Les conséquences des mesures prises par les États-membres pour enrayer cette épidémie, d’une ampleur inédite, nécessitent une réponse sociale de haut niveau. Pour le DGB, la CFDT, la CGT, FO, la CFTC et l’UNSA seule une réponse européenne ambitieuse pourra nous éviter des années de croissance morne voire de récession avec une propagation du chômage et de la pauvreté.
Dans ce cadre, l’initiative franco-allemande pour la relance européenne, présentée par le président français et la chancelière allemande le 18 mai, doit se concrétiser par la modernisation des modèles économiques européens, en plaçant la transition écologique au cœur de la nouvelle stratégie de croissance de l’UE.
C’est une revendication de longue date du syndicalisme européen, nous ne pouvons que nous en féliciter. Cela serait un pas lourd de sens qui acterait plus de solidarité entre les États-membres de l’UE avec la mutualisation de la dette supplémentaire liée à la crise du coronavirus, afin d’éviter de faire payer la dette aux salariés, dans le souci de plus d’Europe sociale. Avec la volonté de convergence sociale affichée, nos deux pays marqueraient la volonté d’approfondir l’Europe sociale.
Les organisations syndicales allemandes et françaises soulignent l’importance de convaincre les autres États-membre sous peine de vider ces propositions de leur sens. Nous mettons en garde contre toute tentation de continuer comme si cette crise n’était qu’une parenthèse.
Nous voulons un nouveau modèle économique et social pour l’Union européenne.

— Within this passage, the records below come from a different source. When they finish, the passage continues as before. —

//! Error types for the sync engine.

use thiserror::Error;

use invsync_local::LocalStoreError;
use invsync_model::{ActivityKey, ValidationError};
use invsync_remote::RemoteStoreError;

/// Result type for sync operations.
pub type SyncResult<T> = Result<T, SyncError>;

/// Errors that abort a sync run.
///
/// Stale versions are deliberately *not* here: a superseded copy is a
/// collected warning, never an error.
#[derive(Error, Debug)]
pub enum SyncError {
    /// An activity lists itself as one of its own exchange inputs.
    #[error("activity {key} lists itself as an exchange input")]
    SelfReferential {
        /// Key of the offending activity.
        key: ActivityKey,
    },

    /// An entity failed structural validation before a store write.
    #[error(transparent)]
    Invalid(#[from] ValidationError),

    /// Dependency resolution revisited a key already being resolved on the
    /// current call path.
    #[error("dependency cycle while resolving {key}: {path}")]
    DependencyCycle {
        /// Key whose resolution closed the cycle.
        key: ActivityKey,
        /// The in-flight path, rendered oldest first.
        path: String,
    },

    /// Dependency resolution descended past the depth bound.
    #[error("dependency chain deeper than {max} levels while resolving {key}")]
    DepthExceeded {
        /// Key whose resolution exceeded the bound.
        key: ActivityKey,
        /// The configured bound.
        max: usize,
    },

    /// The local store failed.
    #[error(transparent)]
    Local(#[from] LocalStoreError),

    /// The remote store failed.
    #[error(transparent)]
    Remote(#[from] RemoteStoreError),
}

impl SyncError {
    /// Creates a [`SyncError::SelfReferential`] for `key`.
    #[must_use]
    pub fn self_referential(key: &ActivityKey) -> Self {
        Self::SelfReferential { key: key.clone() }
    }

    /// Creates a [`SyncError::DependencyCycle`] for `key` with the in-flight
    /// path that led to it.
    #[must_use]
    pub fn cycle(key: &ActivityKey, in_flight: &[ActivityKey]) -> Self {
        let mut path = in_flight
            .iter()
            .map(ToString::to_string)
            .collect::<Vec<_>>()
            .join(" -> ");
        path.push_str(" -> ");
        path.push_str(&key.to_string());
        Self::DependencyCycle {
            key: key.clone(),
            path,
        }
    }

    /// Returns the key of the entity that caused this error, when one is
    /// attached.
    #[must_use]
    pub fn entity_key(&self) -> Option<&ActivityKey> {
        match self {
            Self::SelfReferential { key }
            | Self::DependencyCycle { key, .. }
            | Self::DepthExceeded { key, .. } => Some(key),
            Self::Invalid(ValidationError::MissingAttribute { key, .. }) => Some(key),
            Self::Invalid(_) | Self::Local(_) | Self::Remote(_) => None,
        }
    }
}

#[cfg(test)]
mod tests {
    use super::*;

    #[test]
    fn cycle_error_renders_the_path() {
        let a = ActivityKey::new("db1", "a1");
        let b = ActivityKey::new("db1", "a2");
        let err = SyncError::cycle(&a, &[a.clone(), b]);
        assert_eq!(
            err.to_string(),
            "dependency cycle while resolving db1:a1: db1:a1 -> db1:a2 -> db1:a1"
        );
    }

    #[test]
    fn errors_carry_the_entity_key() {
        let key = ActivityKey::new("db1", "a1");
        assert_eq!(
            SyncError::self_referential(&key).entity_key(),
            Some(&key)
        );

        let invalid: SyncError = ValidationError::MissingAttribute {
            key: key.clone(),
            attribute: "unit",
        }
        .into();
        assert_eq!(invalid.entity_key(), Some(&key));
    }

    #[test]
    fn store_errors_pass_through_transparently() {
        let inner = LocalStoreError::not_found(&ActivityKey::new("db1", "a9"));
        let wrapped: SyncError = inner.into();
        assert_eq!(
            wrapped.to_string(),
            "activity db1:a9 not found in local store"
        );
    }
}
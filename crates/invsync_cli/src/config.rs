//! Case configuration file.
//!
//! One YAML file describes one sync case: where the local snapshot lives,
//! which foreground database is assembled from which template, where the
//! remote SQLite file is and under which schema namespace, and which passes
//! a plain `invsync sync` runs. Relative paths are resolved against the
//! config file's directory, so a case directory can be moved as a whole.

use std::fs;
use std::path::{Path, PathBuf};

use serde::Deserialize;
use thiserror::Error;

/// Errors raised while loading a case file.
#[derive(Debug, Error)]
pub enum ConfigError {
    /// The case file could not be read.
    #[error("cannot read config {path}: {source}")]
    Io {
        /// Path of the case file.
        path: PathBuf,
        /// Underlying I/O failure.
        #[source]
        source: std::io::Error,
    },

    /// The case file is not a valid case document.
    #[error("cannot parse config {path}: {source}")]
    Format {
        /// Path of the case file.
        path: PathBuf,
        /// Underlying parse failure.
        #[source]
        source: serde_yaml::Error,
    },
}

/// Local store settings.
#[derive(Debug, Clone, Deserialize)]
pub struct LocalConfig {
    /// Path of the JSON snapshot the local store round-trips through.
    pub snapshot: PathBuf,
}

/// Foreground database settings.
#[derive(Debug, Clone, Deserialize)]
pub struct ForegroundConfig {
    /// Logical name of the foreground database.
    pub name: String,
    /// Path of the YAML import template.
    pub template: PathBuf,
}

/// Remote store settings.
#[derive(Debug, Clone, Deserialize)]
pub struct RemoteConfig {
    /// Path of the SQLite database file.
    pub path: PathBuf,
    /// Schema namespace prefixing every relation.
    pub schema: String,
}

/// Which passes `invsync sync` runs when no override flag is given.
#[derive(Debug, Clone, Copy, Deserialize)]
#[serde(default)]
pub struct PassConfig {
    /// Run the push pass.
    pub push: bool,
    /// Run the pull pass.
    pub pull: bool,
}

impl Default for PassConfig {
    fn default() -> Self {
        Self { push: true, pull: true }
    }
}

/// A complete sync case.
#[derive(Debug, Clone, Deserialize)]
pub struct CaseConfig {
    /// Local store settings.
    pub local: LocalConfig,
    /// Foreground database settings.
    pub foreground: ForegroundConfig,
    /// Remote store settings.
    pub remote: RemoteConfig,
    /// Default passes; optional, both enabled when absent.
    #[serde(default)]
    pub sync: PassConfig,
}

impl CaseConfig {
    /// Loads a case file and resolves its relative paths against the file's
    /// directory.
    ///
    /// # Errors
    ///
    /// Fails when the file cannot be read or parsed.
    pub fn from_path(path: impl AsRef<Path>) -> Result<Self, ConfigError> {
        let path = path.as_ref();
        let text = fs::read_to_string(path).map_err(|source| ConfigError::Io {
            path: path.to_path_buf(),
            source,
        })?;
        let mut config: Self =
            serde_yaml::from_str(&text).map_err(|source| ConfigError::Format {
                path: path.to_path_buf(),
                source,
            })?;

        if let Some(base) = path.parent() {
            config.local.snapshot = rebase(base, config.local.snapshot);
            config.foreground.template = rebase(base, config.foreground.template);
            config.remote.path = rebase(base, config.remote.path);
        }
        Ok(config)
    }
}

fn rebase(base: &Path, path: PathBuf) -> PathBuf {
    if path.is_absolute() {
        path
    } else {
        base.join(path)
    }
}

Le plan de relance annoncé par la Commission européenne doit s’appuyer sur l’initiative franco-allemande et ne doit rien délaisser des ambitions affichées avec le Green deal pour une transition écologique socialement juste et un modèle économique plus juste, plus durable et qui remette l’humain au centre.
La relance économique doit être solidaire et sociale avec en filigrane la nécessité d’une convergence économique, fiscale et budgétaire des États-membres de l’UE rompant finalement avec les politiques d’austérité.
L’Union européenne doit répondre aux défis de la relance en renforçant sa dimension sociale, repensant son modèle de production et en confortant sa place d’acteur mondial porteur d’un modèle économique plus durable.
Nous avons besoin d’une stratégie de relance efficace, qui doit aller au-delà des 500 milliards d’euros annoncés par la France et l’Allemagne. Le plan de relance doit être accompagné d’un nouveau cadre financier pluriannuel ambitieux porté à au moins 2% du PIB européen.
Le DGB, la CFDT, la CGT, FO, la CFTC et l’UNSA, comme la Confédération européenne des syndicats, plaident aussi pour un instrument d’emprunt commun garanti par l’UE pour augmenter considérablement les ressources propres qui lui font défaut. Les Etats-membres doivent emboîter le pas à cette proposition franco-allemande.
Si l’Allemagne et la France ont beaucoup œuvré pour l’intégration européenne, ils en ont aussi profité. Nous croyons fermement que nos deux pays ont désormais la responsabilité particulière de faire en sorte que l’Union européenne sorte de cette crise plus forte, plus juste socialement, plus démocratique, plus responsable et plus respectueuse de l’environnement.
La Conférence sur le futur de l’Europe sera aussi le cadre adéquat pour dessiner cette Europe de l’après covid-19 et pour un changement réel de paradigme. Dans ce contexte, il est pour nous plus que pertinent de convaincre les autres européens de tracer des pistes de sortie de crise et pour un projet de relance européen social, solidaire et durable.